Combinator Attack with Stacked Rules
#1
Hi everyone,

I am trying to utilize a combinator attack with a “combinator-style ruleset”. Rather than running a few nested bash loops that utilizes left and right rules with a combinator attack, Atom has suggested that I use the stacked rules feature and I was wondering if someone could help me figure out how to utilize this method.

Example words.dict:

Code:
cat
dog
horse


Example rules.rule:

Code:
u
u $1
c $1
c $2


Example password construction:

Code:
u cat + u cat = CATCAT
u cat + u$1 cat = CATCAT1
u cat + c$1 cat = CATCat1
u cat + c$2 cat = CATCat2
u cat + u dog = CATDOG
u cat + u$1 dog = CATDOG1
u cat + c$1 dog = CATDog1
u cat + c$2 dog = CATDog2

c$2 horse + c$2 dog = Horse2Dog2
c$2 horse  + u horse = Horse2HORSE
c$2 horse  + u$1 horse = Horse2HORSE1
c$2 horse  + c$1 horse = Horse2Horse1
c$2 horse  + c$2 horse = Horse2Horse2

I was thinking about this command, but I’m not sure if it’s correct:
Code:
./hashcat -m 0 -a 1 hash.txt words.dict words.dict -r rules.rule -r rules.rule

How do I do this combinator with stacked rules?
Thank you in advance for you help!
#2
You can't do -a 1 with -r in combination. What I meant is more like this:

$ ./combinator.bin words.dict words.dict | ./hashcat -m 0 -a 0 -r rules.rule

This way you can't specify which rule to apply on which wordlist, but if you do -m 0 based attack that doesn't matter anyway. It wont hurt you to do some extra runs because it's so fast anyway.
#3
(07-22-2016, 10:30 AM)atom Wrote: You can't do -a 1 with -r in combination. What I meant is more like this:

$ ./combinator.bin words.dict words.dict | ./hashcat -m 0 -a 0 -r rules.rule

This way you can't specify which rule to apply on which wordlist, but if you do -m 0 based attack that doesn't matter anyway. It wont hurt you to do some extra runs because it's so fast anyway.

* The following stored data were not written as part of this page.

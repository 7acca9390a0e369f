/*!
 * Memory Management
 *
 * Partitioned address space with pluggable placement strategies.
 *
 * ## Layout
 *
 * The partition is an ordered list of blocks that tiles `[0, capacity)`
 * exactly: sizes sum to the capacity, offsets start at zero and each block
 * begins where the previous one ends. Every structural change (split, merge,
 * compaction) is followed by a layout pass that recomputes offsets, so a
 * block's extent is always consistent with its position.
 *
 * ## Ownership
 *
 * The manager is the sole owner of block storage. Processes hold a
 * [`BlockHandle`] that names a block by its stable ID. Allocated blocks keep
 * their ID across coalescing and compaction; a merged free block takes the ID
 * of the first block in its run.
 */

mod allocator;
mod defrag;

use super::strategy::Strategy;
use super::traits::{Allocator, Defragmenter, MemoryInfo};
use super::types::*;
use crate::core::types::{Pid, Size};
use tracing::info;

/// Memory manager
#[derive(Debug, Clone)]
pub struct MemoryManager {
    capacity: Size,
    strategy: Strategy,
    partition: Vec<MemoryBlock>,
    // Next-fit scan position, persisted across allocations
    cursor: usize,
    ids: BlockIds,
    coalesce_count: u64,
    compact_count: u64,
}

impl MemoryManager {
    /// Create a manager with a single free block spanning `capacity`
    pub fn new(capacity: Size, strategy: Strategy) -> MemoryResult<Self> {
        if capacity == 0 {
            return Err(MemoryError::ZeroCapacity);
        }

        let mut ids = BlockIds::new();
        let partition = vec![MemoryBlock::new(ids.next_id(), capacity)];

        info!(capacity, strategy = %strategy, "Memory manager initialized");
        Ok(Self {
            capacity,
            strategy,
            partition,
            cursor: 0,
            ids,
            coalesce_count: 0,
            compact_count: 0,
        })
    }

    pub fn strategy(&self) -> Strategy {
        self.strategy
    }

    /// Read-only access to the ordered partition
    pub fn blocks(&self) -> &[MemoryBlock] {
        &self.partition
    }

    /// Next-fit scan position
    pub fn cursor(&self) -> usize {
        self.cursor
    }

    /// Owner of the block behind a handle, if it is still allocated
    pub fn owner_of(&self, handle: BlockHandle) -> Option<Pid> {
        self.position_of(handle)
            .and_then(|idx| self.partition[idx].owner().pid())
    }

    pub(super) fn position_of(&self, handle: BlockHandle) -> Option<usize> {
        self.partition.iter().position(|b| b.id() == handle.id())
    }

    /// Assign offsets from block order
    pub(super) fn recompute_offsets(&mut self) {
        let mut offset = 0;
        for block in &mut self.partition {
            block.place(offset);
            offset += block.size();
        }
    }

    fn largest_free(&self) -> Size {
        self.partition
            .iter()
            .filter(|b| b.is_free())
            .map(|b| b.size())
            .max()
            .unwrap_or(0)
    }

    /// Verify the structural invariants of the partition
    ///
    /// Adjacent free blocks are legal between defragmentation passes, so they
    /// are not checked here; see [`MemoryManager::is_coalesced`].
    pub fn check_invariants(&self) -> MemoryResult<()> {
        let mut expected = 0;
        for (idx, block) in self.partition.iter().enumerate() {
            if block.size() == 0 {
                return Err(MemoryError::CorruptionDetected(format!(
                    "block {} at index {} has zero size",
                    block.id(),
                    idx
                )));
            }
            if block.offset() != expected {
                return Err(MemoryError::CorruptionDetected(format!(
                    "block {} at index {} has offset {}, expected {}",
                    block.id(),
                    idx,
                    block.offset(),
                    expected
                )));
            }
            expected += block.size();
        }
        if expected != self.capacity {
            return Err(MemoryError::CorruptionDetected(format!(
                "block sizes sum to {}, capacity is {}",
                expected, self.capacity
            )));
        }
        Ok(())
    }

    /// True when no two adjacent blocks are both free
    pub fn is_coalesced(&self) -> bool {
        self.partition
            .windows(2)
            .all(|pair| !(pair[0].is_free() && pair[1].is_free()))
    }

    pub fn stats(&self) -> MemoryStats {
        let free = self.free_capacity();
        let allocated = self.capacity - free;
        MemoryStats {
            capacity: self.capacity,
            free,
            allocated,
            blocks: self.partition.len(),
            free_blocks: self.partition.iter().filter(|b| b.is_free()).count(),
            largest_free: self.largest_free(),
            usage_percentage: allocated as f64 / self.capacity as f64 * 100.0,
        }
    }

    pub fn layout(&self) -> Vec<BlockInfo> {
        self.partition.iter().map(MemoryBlock::info).collect()
    }

    pub fn extent_of(&self, handle: BlockHandle) -> Option<BlockExtent> {
        self.position_of(handle)
            .map(|idx| &self.partition[idx])
            .filter(|b| !b.is_free())
            .map(MemoryBlock::location)
    }

    pub fn capacity(&self) -> Size {
        self.capacity
    }

    pub fn free_capacity(&self) -> Size {
        self.partition
            .iter()
            .filter(|b| b.is_free())
            .map(|b| b.size())
            .sum()
    }
}

impl Allocator for MemoryManager {
    fn allocate(&mut self, amount: Size, owner: Pid) -> MemoryResult<BlockHandle> {
        MemoryManager::allocate(self, amount, owner)
    }

    fn free(&mut self, handle: BlockHandle) -> MemoryResult<()> {
        MemoryManager::free(self, handle)
    }

    fn capacity(&self) -> Size {
        MemoryManager::capacity(self)
    }

    fn free_capacity(&self) -> Size {
        MemoryManager::free_capacity(self)
    }
}

impl Defragmenter for MemoryManager {
    fn coalesce(&mut self) {
        MemoryManager::coalesce(self)
    }

    fn compact(&mut self) {
        MemoryManager::compact(self)
    }
}

impl MemoryInfo for MemoryManager {
    fn stats(&self) -> MemoryStats {
        MemoryManager::stats(self)
    }

    fn layout(&self) -> Vec<BlockInfo> {
        MemoryManager::layout(self)
    }

    fn extent_of(&self, handle: BlockHandle) -> Option<BlockExtent> {
        MemoryManager::extent_of(self, handle)
    }

    fn coalesce_count(&self) -> u64 {
        self.coalesce_count
    }

    fn compact_count(&self) -> u64 {
        self.compact_count
    }
}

Thanks, atom. But with combinator.bin piping into hashcat, will that still be able to produce dog1Cat (as in example above)? It seems like the rules would not be able to add a number in between the combined words, only after they've already been combined. Is that right?
#4
You just need to create a handful of rules that insert the 1 into all positions starting from 0 to 10 or so.